Triage and Remediation
The Triage and Remediation runbook solution automates the process for applying triage and remediation actions on high-volume events in the data center. In addition, the solution leverages BMC Atrium Orchestrator to link the BMC Remedy ITSM change and incident management applications with the Infrastructure Management's event processing capability. A trigger event sent from Infrastructure Management Performance Management is processed by a common BMC Atrium Orchestrator framework. The framework performs the following common processes:
- Extracts event information
- Extracts host connection details
- Enriches the event with PATROL annotation and configuration item data from the BMC Atrium Configuration Management Database (CMDB)
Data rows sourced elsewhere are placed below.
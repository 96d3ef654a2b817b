/// Server setup and initialization
///
/// Wires together all components: the version store, the bus connection, the
/// supervisor with its command consumers, and the HTTP routes.

use crate::{
    api::{create_workflow_routes, AppState},
    bus,
    config::Config,
    runtime::Supervisor,
    workflow::WorkflowStore,
};
use anyhow::Result;
use axum::{routing::get, Router};
use std::sync::Arc;
use tokio::net::TcpListener;

/// Create the Axum application with every background consumer running.
///
/// Dial failures against the database or the bus are fatal; the process is
/// expected to exit non-zero rather than limp along.
pub async fn create_app(config: &Config) -> Result<Router> {
    tracing::info!("🗄️ connecting to PostgreSQL");
    let store = WorkflowStore::connect(&config.database.postgres_uri).await?;

    tracing::info!("🔌 connecting to bus at {}", config.bus.nats_url);
    let client = bus::connect(&config.bus.nats_url).await?;

    let supervisor = Supervisor::new(
        config.bus.worker_name.clone(),
        client.clone(),
        store.clone(),
    )?;

    // Fleet command consumer: every worker sees every start/stop.
    let commands = Arc::clone(&supervisor);
    tokio::spawn(async move {
        if let Err(e) = commands.run_command_loop().await {
            tracing::error!("❌ workflow command loop terminated: {}", e);
        }
    });

    // Account-deletion fanout consumer.
    let deletions = Arc::clone(&supervisor);
    tokio::spawn(async move {
        if let Err(e) = deletions.run_account_delete_loop().await {
            tracing::error!("❌ account deletion loop terminated: {}", e);
        }
    });

    // Boot recovery: relaunch the workflows assigned to this worker.
    let recovery = Arc::clone(&supervisor);
    tokio::spawn(async move {
        if let Err(e) = recovery.recover_assigned().await {
            tracing::error!("❌ could not recover assigned workflows: {}", e);
        }
    });

    let state = AppState {
        store,
        bus: client,
        supervisor,
        worker_name: config.bus.worker_name.clone(),
    };

    let app = Router::new()
        .route("/", get(ping))
        .merge(create_workflow_routes().with_state(state));

    tracing::info!("✅ application initialized");
    Ok(app)
}

/// Start the HTTP server with the given configuration.
pub async fn start_server(config: Config) -> Result<()> {
    tracing_subscriber::fmt()
        .with_target(false)
        .with_level(true)
        .init();

    tracing::info!("🚀 starting flowmill worker '{}'", config.bus.worker_name);

    let app = create_app(&config).await?;

    let bind_addr = format!("{}:{}", config.server.host, config.server.port);
    let listener = TcpListener::bind(&bind_addr).await?;
    tracing::info!("📡 server listening on http://{}", bind_addr);

    axum::serve(listener, app.into_make_service()).await?;

    Ok(())
}

/// Liveness ping handler
async fn ping() -> &'static str {
    "ok"
}
/// Operator registry
///
/// Process-wide immutable catalog of the pure operators a node may apply.
/// Each entry carries arity and type metadata for build-time validation plus
/// the compute function itself. The registry (minus the functions) is
/// serializable for the `/workflow/operation` dump.

use crate::error::EvalError;
use crate::flow::types::{FlowNode, Value};
use serde::Serialize;

/// Compute functions read the snapshot of input values, gathered in declared
/// order, and write the node's `computed_value`.
pub type ComputeFn = fn(&mut FlowNode, &[Value]) -> Result<(), EvalError>;

/// A named pure operator with its arity and type metadata.
#[derive(Clone, Serialize)]
pub struct Operator {
    pub name: &'static str,
    #[serde(skip_serializing_if = "str::is_empty")]
    pub description: &'static str,
    pub min_inputs: i32,
    /// -1 means unbounded.
    pub max_inputs: i32,
    #[serde(skip_serializing_if = "str::is_empty")]
    pub inputs_type: &'static str,
    #[serde(skip_serializing_if = "str::is_empty")]
    pub output_type: &'static str,
    #[serde(skip)]
    pub compute: ComputeFn,
}

impl std::fmt::Debug for Operator {
    fn fmt(&self, f: &mut std::fmt::Formatter<'_>) -> std::fmt::Result {
        f.debug_struct("Operator")
            .field("name", &self.name)
            .field("min_inputs", &self.min_inputs)
            .field("max_inputs", &self.max_inputs)
            .finish()
    }
}

/// Look an operator up by name.
pub fn get(name: &str) -> Option<&'static Operator> {
    OPERATORS.iter().find(|op| op.name == name)
}

/// Every operator the engine knows about.
pub static OPERATORS: &[Operator] = &[
    Operator {
        name: "const",
        description: "constant value fixed in the graph description",
        min_inputs: 0,
        max_inputs: 0,
        inputs_type: "",
        output_type: "",
        compute: noop,
    },
    Operator {
        name: "input",
        description: "sensor field fed from the bus",
        min_inputs: 0,
        max_inputs: 0,
        inputs_type: "",
        output_type: "",
        compute: noop,
    },
    Operator {
        name: "output",
        description: "derived sensor field, emitted when its value changes",
        min_inputs: 1,
        max_inputs: 1,
        inputs_type: "",
        output_type: "",
        compute: output,
    },
    Operator {
        name: "lt",
        description: "",
        min_inputs: 2,
        max_inputs: 2,
        inputs_type: "float64",
        output_type: "float64",
        compute: lt,
    },
    Operator {
        name: "le",
        description: "",
        min_inputs: 2,
        max_inputs: 2,
        inputs_type: "float64",
        output_type: "float64",
        compute: le,
    },
    Operator {
        name: "gt",
        description: "",
        min_inputs: 2,
        max_inputs: 2,
        inputs_type: "float64",
        output_type: "float64",
        compute: gt,
    },
    Operator {
        name: "ge",
        description: "",
        min_inputs: 2,
        max_inputs: 2,
        inputs_type: "float64",
        output_type: "float64",
        compute: ge,
    },
    Operator {
        name: "eq",
        description: "",
        min_inputs: 2,
        max_inputs: 2,
        inputs_type: "float64",
        output_type: "float64",
        compute: eq,
    },
    Operator {
        name: "ne",
        description: "",
        min_inputs: 2,
        max_inputs: 2,
        inputs_type: "float64",
        output_type: "float64",
        compute: ne,
    },
    Operator {
        name: "and",
        description: "",
        min_inputs: 1,
        max_inputs: -1,
        inputs_type: "bool",
        output_type: "bool",
        compute: and,
    },
    Operator {
        name: "or",
        description: "",
        min_inputs: 1,
        max_inputs: -1,
        inputs_type: "bool",
        output_type: "bool",
        compute: or,
    },
    Operator {
        name: "not",
        description: "",
        min_inputs: 1,
        max_inputs: 1,
        inputs_type: "bool",
        output_type: "bool",
        compute: not,
    },
    Operator {
        name: "add",
        description: "",
        min_inputs: 1,
        max_inputs: -1,
        inputs_type: "float64",
        output_type: "float64",
        compute: add,
    },
    Operator {
        name: "div",
        description: "",
        min_inputs: 2,
        max_inputs: 2,
        inputs_type: "float64",
        output_type: "float64",
        compute: div,
    },
    Operator {
        name: "min",
        description: "",
        min_inputs: 1,
        max_inputs: -1,
        inputs_type: "float64",
        output_type: "float64",
        compute: min,
    },
    Operator {
        name: "max",
        description: "",
        min_inputs: 1,
        max_inputs: -1,
        inputs_type: "float64",
        output_type: "float64",
        compute: max,
    },
    Operator {
        name: "select",
        description: "map a float onto a value table by range conditions",
        min_inputs: 1,
        max_inputs: -1,
        inputs_type: "float",
        output_type: "enum",
        compute: select,
    },
    Operator {
        name: "contains_exactly",
        description: "",
        min_inputs: 2,
        max_inputs: 2,
        inputs_type: "string",
        output_type: "bool",
        compute: contains_exactly,
    },
    Operator {
        name: "match_str",
        description: "",
        min_inputs: 3,
        max_inputs: 3,
        inputs_type: "bool/string/string",
        output_type: "bool",
        compute: match_str,
    },
    Operator {
        name: "send",
        description: "bind a webhook URL to a sensor id",
        min_inputs: 0,
        max_inputs: 0,
        inputs_type: "",
        output_type: "",
        compute: noop,
    },
];

fn arg(inputs: &[Value], i: usize) -> Result<&Value, EvalError> {
    inputs.get(i).ok_or(EvalError::MissingInput(i))
}

fn noop(_node: &mut FlowNode, _inputs: &[Value]) -> Result<(), EvalError> {
    Ok(())
}

fn output(node: &mut FlowNode, inputs: &[Value]) -> Result<(), EvalError> {
    let input = arg(inputs, 0)?;
    node.changed = node.computed_value != *input;
    if node.changed {
        node.computed_value = input.clone();
    }
    Ok(())
}

fn lt(node: &mut FlowNode, inputs: &[Value]) -> Result<(), EvalError> {
    let (a, b) = (arg(inputs, 0)?.as_float()?, arg(inputs, 1)?.as_float()?);
    node.computed_value = Value::Bool(a < b);
    Ok(())
}

fn le(node: &mut FlowNode, inputs: &[Value]) -> Result<(), EvalError> {
    let (a, b) = (arg(inputs, 0)?.as_float()?, arg(inputs, 1)?.as_float()?);
    node.computed_value = Value::Bool(a <= b);
    Ok(())
}

fn gt(node: &mut FlowNode, inputs: &[Value]) -> Result<(), EvalError> {
    let (a, b) = (arg(inputs, 0)?.as_float()?, arg(inputs, 1)?.as_float()?);
    node.computed_value = Value::Bool(a > b);
    Ok(())
}

fn ge(node: &mut FlowNode, inputs: &[Value]) -> Result<(), EvalError> {
    let (a, b) = (arg(inputs, 0)?.as_float()?, arg(inputs, 1)?.as_float()?);
    node.computed_value = Value::Bool(a >= b);
    Ok(())
}

// eq/ne use an absolute 1e-9 band. They are intentionally not complements at
// the exact boundary |a-b| == 1e-9, where both report false.
fn eq(node: &mut FlowNode, inputs: &[Value]) -> Result<(), EvalError> {
    let (a, b) = (arg(inputs, 0)?.as_float()?, arg(inputs, 1)?.as_float()?);
    node.computed_value = Value::Bool((a - b).abs() < 1.0e-9);
    Ok(())
}

fn ne(node: &mut FlowNode, inputs: &[Value]) -> Result<(), EvalError> {
    let (a, b) = (arg(inputs, 0)?.as_float()?, arg(inputs, 1)?.as_float()?);
    node.computed_value = Value::Bool((a - b).abs() > 1.0e-9);
    Ok(())
}

fn and(node: &mut FlowNode, inputs: &[Value]) -> Result<(), EvalError> {
    for v in inputs {
        if !v.as_bool()? {
            node.computed_value = Value::Bool(false);
            return Ok(());
        }
    }
    node.computed_value = Value::Bool(true);
    Ok(())
}

fn or(node: &mut FlowNode, inputs: &[Value]) -> Result<(), EvalError> {
    for v in inputs {
        if v.as_bool()? {
            node.computed_value = Value::Bool(true);
            return Ok(());
        }
    }
    node.computed_value = Value::Bool(false);
    Ok(())
}

fn not(node: &mut FlowNode, inputs: &[Value]) -> Result<(), EvalError> {
    node.computed_value = Value::Bool(!arg(inputs, 0)?.as_bool()?);
    Ok(())
}

fn add(node: &mut FlowNode, inputs: &[Value]) -> Result<(), EvalError> {
    let mut acc = 0.0;
    for v in inputs {
        acc += v.as_float()?;
    }
    node.computed_value = Value::Float(acc);
    Ok(())
}

// No guard against b == 0; IEEE-754 division applies.
fn div(node: &mut FlowNode, inputs: &[Value]) -> Result<(), EvalError> {
    let (a, b) = (arg(inputs, 0)?.as_float()?, arg(inputs, 1)?.as_float()?);
    node.computed_value = Value::Float(a / b);
    Ok(())
}

fn min(node: &mut FlowNode, inputs: &[Value]) -> Result<(), EvalError> {
    let mut acc = f64::MAX;
    for v in inputs {
        let v = v.as_float()?;
        if v < acc {
            acc = v;
        }
    }
    node.computed_value = Value::Float(acc);
    Ok(())
}

fn max(node: &mut FlowNode, inputs: &[Value]) -> Result<(), EvalError> {
    let mut acc = -f64::MAX;
    for v in inputs {
        let v = v.as_float()?;
        if v > acc {
            acc = v;
        }
    }
    node.computed_value = Value::Float(acc);
    Ok(())
}

/// Walk the `condition` table; an entry that does not split into exactly two
/// parts is skipped. The first range containing the input selects the value
/// at the same index. No match is an evaluation error.
fn select(node: &mut FlowNode, inputs: &[Value]) -> Result<(), EvalError> {
    let input = arg(inputs, 0)?.as_float()?;
    let mut selected = None;
    for (i, cond) in node.condition.iter().enumerate() {
        let bounds: Vec<&str> = cond.split(':').collect();
        if bounds.len() != 2 {
            continue;
        }
        let lo: f64 = bounds[0]
            .parse()
            .map_err(|_| EvalError::ConditionMin(cond.clone()))?;
        let hi: f64 = bounds[1]
            .parse()
            .map_err(|_| EvalError::ConditionMax(cond.clone()))?;
        if lo <= input && input <= hi {
            selected = Some(i);
            break;
        }
    }
    match selected.and_then(|i| node.values.get(i).cloned()) {
        Some(value) => {
            node.computed_value = Value::Str(value);
            Ok(())
        }
        None => Err(EvalError::UnmatchedConditions),
    }
}

fn contains_exactly(node: &mut FlowNode, inputs: &[Value]) -> Result<(), EvalError> {
    let (a, b) = (arg(inputs, 0)?.as_str()?, arg(inputs, 1)?.as_str()?);
    node.computed_value = Value::Bool(a == b);
    Ok(())
}

// Ternary select over strings. The declared output type in the registry is
// documentation only; the emitted value is whichever string gets picked.
fn match_str(node: &mut FlowNode, inputs: &[Value]) -> Result<(), EvalError> {
    let picked = if arg(inputs, 0)?.as_bool()? {
        arg(inputs, 1)?
    } else {
        arg(inputs, 2)?
    };
    node.computed_value = picked.clone();
    Ok(())
}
- Creates or updates incident, change, and task information in the BMC Remedy ITSM system if the workflow is run with the ITSM case set equal to true
The Triage and Remediation workflow initiates the triage and remediation actions that are unique to the workflow type, which is defined by the trigger event. The event is updated in the operator console with the incident, change, and task IDs, together with the status of the triage and remediation actions.
By using the standardized Triage and Remediation workflows, you can reduce event and incident management costs in the data center.
In the data center, regularly recurring, high-volume events can overwhelm the IT staff with repetitive troubleshooting and repair tasks. Two examples of such high-volume events are as follows:
- The disk space of a monitored host exceeds capacity
- A monitored host stops responding to requests
In their specific applications, the prepackaged BMC Atrium Orchestrator workflows run the triage and remediation actions in the following situation:
- Operating system disk space reaches or exceeds its capacity.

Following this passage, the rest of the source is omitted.